**What needs to be done:**
Read the listing below and tally the lines that contain "contains"; the reply is that tally only.

**Dataset excerpts:**

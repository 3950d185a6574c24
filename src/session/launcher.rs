//! Launching the agent into the interactive session
//!
//! A service runs in session 0 with no access to the user's desktop or input,
//! so it cannot register hotkeys itself. Instead it starts a second copy of
//! this executable inside the active user session, as that user, attached to
//! the user's interactive desktop.

use std::io;
use std::path::{Path, PathBuf};

use tracing::{debug, info};

use super::env_block::encode_environment_block;
use super::LaunchError;
use crate::environment::EnvTable;
use crate::ipc::PIPE_ENV_VAR;
use crate::state::{AgentHandle, AgentLauncher};

/// Default interactive desktop of a session
pub const INTERACTIVE_DESKTOP: &str = r"winsta0\default";

/// OS operations the launch sequence is built from
pub trait SessionApi {
    /// Primary token usable to create a process as the session user
    type Token;
    /// Handles of a created process
    type Process;

    /// Identifier of the active interactive session, if there is one
    fn active_session(&self) -> Option<u32>;

    /// Path of the running executable
    fn current_exe(&self) -> io::Result<PathBuf>;

    /// Query the session's user token and turn it into a primary token. The
    /// intermediate token must be released whatever the outcome.
    fn primary_token(&self, session: u32) -> Result<Self::Token, LaunchError>;

    /// The user's own persisted environment, not the caller's
    fn user_environment(&self, token: &Self::Token) -> Result<EnvTable, LaunchError>;

    /// Create the process as the token's user
    fn spawn(&self, token: &Self::Token, request: &SpawnRequest) -> Result<Self::Process, LaunchError>;
}

/// What the agent should be started with
#[derive(Debug, Clone, Default, PartialEq, Eq)]
pub struct LaunchRequest {
    /// Passed as `--config`
    pub config_path: String,
    /// Passed as `--log` when non-empty
    pub log_path: String,
    /// Control channel endpoint path, exported as `HOTKEYS_IPC_PIPE`
    pub channel: Option<String>,
}

/// Fully prepared process creation parameters
#[derive(Debug, Clone, PartialEq, Eq)]
pub struct SpawnRequest {
    /// Absolute executable path
    pub application: PathBuf,
    /// Escaped command line, starting with the executable
    pub command_line: String,
    /// Encoded environment block
    pub environment: Vec<u16>,
    /// Desktop to attach to
    pub desktop: &'static str,
}

/// Run the launch sequence against `api`.
///
/// Any failure aborts the sequence; resources acquired so far are released
/// when their owners go out of scope.
pub fn launch<S: SessionApi>(api: &S, request: &LaunchRequest) -> Result<S::Process, LaunchError> {
    let session = api
        .active_session()
        .ok_or(LaunchError::NoInteractiveSession)?;
    debug!(session, "active console session");

    let exe = api.current_exe().map_err(LaunchError::Executable)?;
    let exe = std::path::absolute(&exe).map_err(LaunchError::Executable)?;

    let token = api.primary_token(session)?;

    let mut env = api.user_environment(&token)?;
    if let Some(channel) = &request.channel {
        env.set(PIPE_ENV_VAR, channel.as_str());
    }
    env.sort();
    let environment = encode_environment_block(&env)?;

    let spawn = SpawnRequest {
        command_line: agent_command_line(&exe, &request.config_path, &request.log_path),
        application: exe,
        environment,
        desktop: INTERACTIVE_DESKTOP,
    };
    let process = api.spawn(&token, &spawn)?;
    info!(session, command_line = %spawn.command_line, "agent launched in active session");
    Ok(process)
}

/// [`AgentLauncher`] running [`launch`] with a fixed request
pub struct SessionLauncher<S> {
    api: S,
    request: LaunchRequest,
}

impl<S: SessionApi> SessionLauncher<S> {
    /// Launcher starting the agent described by `request` through `api`
    pub fn new(api: S, request: LaunchRequest) -> Self {
        Self { api, request }
    }
}

impl<S> AgentLauncher for SessionLauncher<S>
where
    S: SessionApi,
    S::Process: AgentHandle,
{
    type Agent = S::Process;

    fn launch(&mut self) -> Result<S::Process, LaunchError> {
        launch(&self.api, &self.request)
    }
}

/// `<exe> --config <path> [--log <path>]`, every part escaped
pub fn agent_command_line(exe: &Path, config_path: &str, log_path: &str) -> String {
    let mut args = vec![
        exe.to_string_lossy().into_owned(),
        "--config".to_string(),
        config_path.to_string(),
    ];
    if !log_path.is_empty() {
        args.push("--log".to_string());
        args.push(log_path.to_string());
    }
    args.iter()
        .map(|a| escape_arg(a))
        .collect::<Vec<_>>()
        .join(" ")
}

/// Quote one argument so `CommandLineToArgvW` reads it back unchanged.
///
/// Arguments without spaces, tabs, quotes or backslashes pass through as is.
/// Backslashes are only doubled where they precede a quote.
pub fn escape_arg(arg: &str) -> String {
    if arg.is_empty() {
        return "\"\"".to_string();
    }
    let needs_backslash = arg.contains(['"', '\\']);
    let has_space = arg.contains([' ', '\t']);
    if !needs_backslash && !has_space {
        return arg.to_string();
    }
    if !needs_backslash {
        return format!("\"{arg}\"");
    }

    let mut out = String::with_capacity(arg.len() + 2);
    if has_space {
        out.push('"');
    }
    let mut slashes = 0;
    for c in arg.chars() {
        match c {
            '\\' => slashes += 1,
            '"' => {
                out.extend(std::iter::repeat('\\').take(slashes + 1));
                slashes = 0;
            }
            _ => slashes = 0,
        }
        out.push(c);
    }
    if has_space {
        out.extend(std::iter::repeat('\\').take(slashes));
        out.push('"');
    }
    out
}

#[cfg(test)]
mod tests {
    use super::*;
    use std::cell::RefCell;

    /// Scriptable session API that records the order of calls
    #[derive(Default)]
    struct FakeSession {
        session: Option<u32>,
        token_fails: bool,
        env: Vec<(String, String)>,
        calls: RefCell<Vec<&'static str>>,
        spawned: RefCell<Option<SpawnRequest>>,
    }

    impl FakeSession {
        fn ready() -> Self {
            Self {
                session: Some(1),
                env: vec![
                    ("USERPROFILE".into(), r"C:\Users\me".into()),
                    ("Path".into(), r"C:\Windows".into()),
                ],
                ..Self::default()
            }
        }

        fn calls(&self) -> Vec<&'static str> {
            self.calls.borrow().clone()
        }
    }

    #[derive(Debug, PartialEq, Eq)]
    struct FakeProcess(u32);

    impl AgentHandle for FakeProcess {
        fn pid(&self) -> u32 {
            self.0
        }

        fn terminate(&self) -> io::Result<()> {
            Ok(())
        }
    }

    impl SessionApi for FakeSession {
        type Token = u32;
        type Process = FakeProcess;

        fn active_session(&self) -> Option<u32> {
            self.calls.borrow_mut().push("session");
            self.session
        }

        fn current_exe(&self) -> io::Result<PathBuf> {
            self.calls.borrow_mut().push("exe");
            Ok(PathBuf::from("/opt/hotkeys/hotkeys.exe"))
        }

        fn primary_token(&self, session: u32) -> Result<u32, LaunchError> {
            self.calls.borrow_mut().push("token");
            if self.token_fails {
                return Err(LaunchError::SessionTokenUnavailable {
                    session,
                    source: io::Error::from_raw_os_error(1008),
                });
            }
            Ok(session + 100)
        }

        fn user_environment(&self, _token: &u32) -> Result<EnvTable, LaunchError> {
            self.calls.borrow_mut().push("environment");
            Ok(EnvTable::from_pairs(self.env.iter().cloned()))
        }

        fn spawn(&self, token: &u32, request: &SpawnRequest) -> Result<FakeProcess, LaunchError> {
            self.calls.borrow_mut().push("spawn");
            *self.spawned.borrow_mut() = Some(request.clone());
            Ok(FakeProcess(*token))
        }
    }

    fn request() -> LaunchRequest {
        LaunchRequest {
            config_path: r"C:\Users\me\.config\hotkeys.toml".into(),
            log_path: String::new(),
            channel: None,
        }
    }

    #[test]
    fn test_launch_sequence() {
        let api = FakeSession::ready();
        let process = launch(&api, &request()).unwrap();
        assert_eq!(process, FakeProcess(101));
        assert_eq!(api.calls(), vec!["session", "exe", "token", "environment", "spawn"]);

        let spawned = api.spawned.borrow().clone().unwrap();
        assert_eq!(spawned.desktop, INTERACTIVE_DESKTOP);
        assert!(spawned.command_line.ends_with(r"--config C:\Users\me\.config\hotkeys.toml"));
        assert!(!spawned.command_line.contains("--log"));
        assert_eq!(*spawned.environment.last().unwrap(), 0);
    }

    #[test]
    fn test_no_session_stops_before_token() {
        let api = FakeSession::default();
        let err = launch(&api, &request()).unwrap_err();
        assert!(matches!(err, LaunchError::NoInteractiveSession));
        assert_eq!(api.calls(), vec!["session"]);
    }

    #[test]
    fn test_token_failure_stops_before_spawn() {
        let api = FakeSession {
            token_fails: true,
            ..FakeSession::ready()
        };
        let err = launch(&api, &request()).unwrap_err();
        assert!(matches!(err, LaunchError::SessionTokenUnavailable { session: 1, .. }));
        assert!(!api.calls().contains(&"spawn"));
    }

    #[test]
    fn test_nul_in_environment_prevents_spawn() {
        let mut api = FakeSession::ready();
        api.env.push(("BROKEN".into(), "a\0b".into()));
        let err = launch(&api, &request()).unwrap_err();
        assert!(matches!(err, LaunchError::InvalidEnvironment { .. }));
        assert!(!api.calls().contains(&"spawn"));
        assert!(api.spawned.borrow().is_none());
    }

    #[test]
    fn test_channel_is_exported_to_agent() {
        let api = FakeSession::ready();
        let req = LaunchRequest {
            channel: Some(r"\\.\pipe\hotkeys-1-2".into()),
            log_path: r"C:\logs\hot keys.log".into(),
            ..request()
        };
        launch(&api, &req).unwrap();

        let spawned = api.spawned.borrow().clone().unwrap();
        let env = super::super::env_block::decode_environment_block(&spawned.environment);
        assert_eq!(env.get(PIPE_ENV_VAR), Some(r"\\.\pipe\hotkeys-1-2"));
        assert_eq!(env.get("USERPROFILE"), Some(r"C:\Users\me"));
        assert!(spawned.command_line.ends_with(r#"--log "C:\logs\hot keys.log""#));

        // block is sorted by name
        let names: Vec<String> = env.iter().map(|(k, _)| k.to_uppercase()).collect();
        let mut sorted = names.clone();
        sorted.sort();
        assert_eq!(names, sorted);
    }

    #[test]
    fn test_session_launcher_relaunches_with_same_request() {
        let mut launcher = SessionLauncher::new(FakeSession::ready(), request());
        assert_eq!(launcher.launch().unwrap().pid(), 101);
        assert_eq!(launcher.launch().unwrap().pid(), 101);
        assert_eq!(launcher.api.calls().iter().filter(|c| **c == "spawn").count(), 2);
    }

    #[test]
    fn test_command_line() {
        let line = agent_command_line(
            Path::new(r"C:\Program Files\Hotkeys\hotkeys.exe"),
            r"C:\cfg\hotkeys.toml",
            r"C:\log dir\out.log",
        );
        assert_eq!(
            line,
            r#""C:\Program Files\Hotkeys\hotkeys.exe" --config C:\cfg\hotkeys.toml --log "C:\log dir\out.log""#
        );
    }

    #[test]
    fn test_escape_arg() {
        assert_eq!(escape_arg(""), r#""""#);
        assert_eq!(escape_arg("plain"), "plain");
        assert_eq!(escape_arg("two words"), r#""two words""#);
        assert_eq!(escape_arg(r"C:\dir\file"), r"C:\dir\file");
        assert_eq!(escape_arg(r#"say "hi""#), r#""say \"hi\"""#);
        assert_eq!(escape_arg(r#"a\"b"#), r#"a\\\"b"#);
        assert_eq!(escape_arg(r"C:\my dir\"), r#""C:\my dir\\""#);
        assert_eq!(escape_arg("tab\there"), "\"tab\there\"");
    }
}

**Answer for this exercise:**
5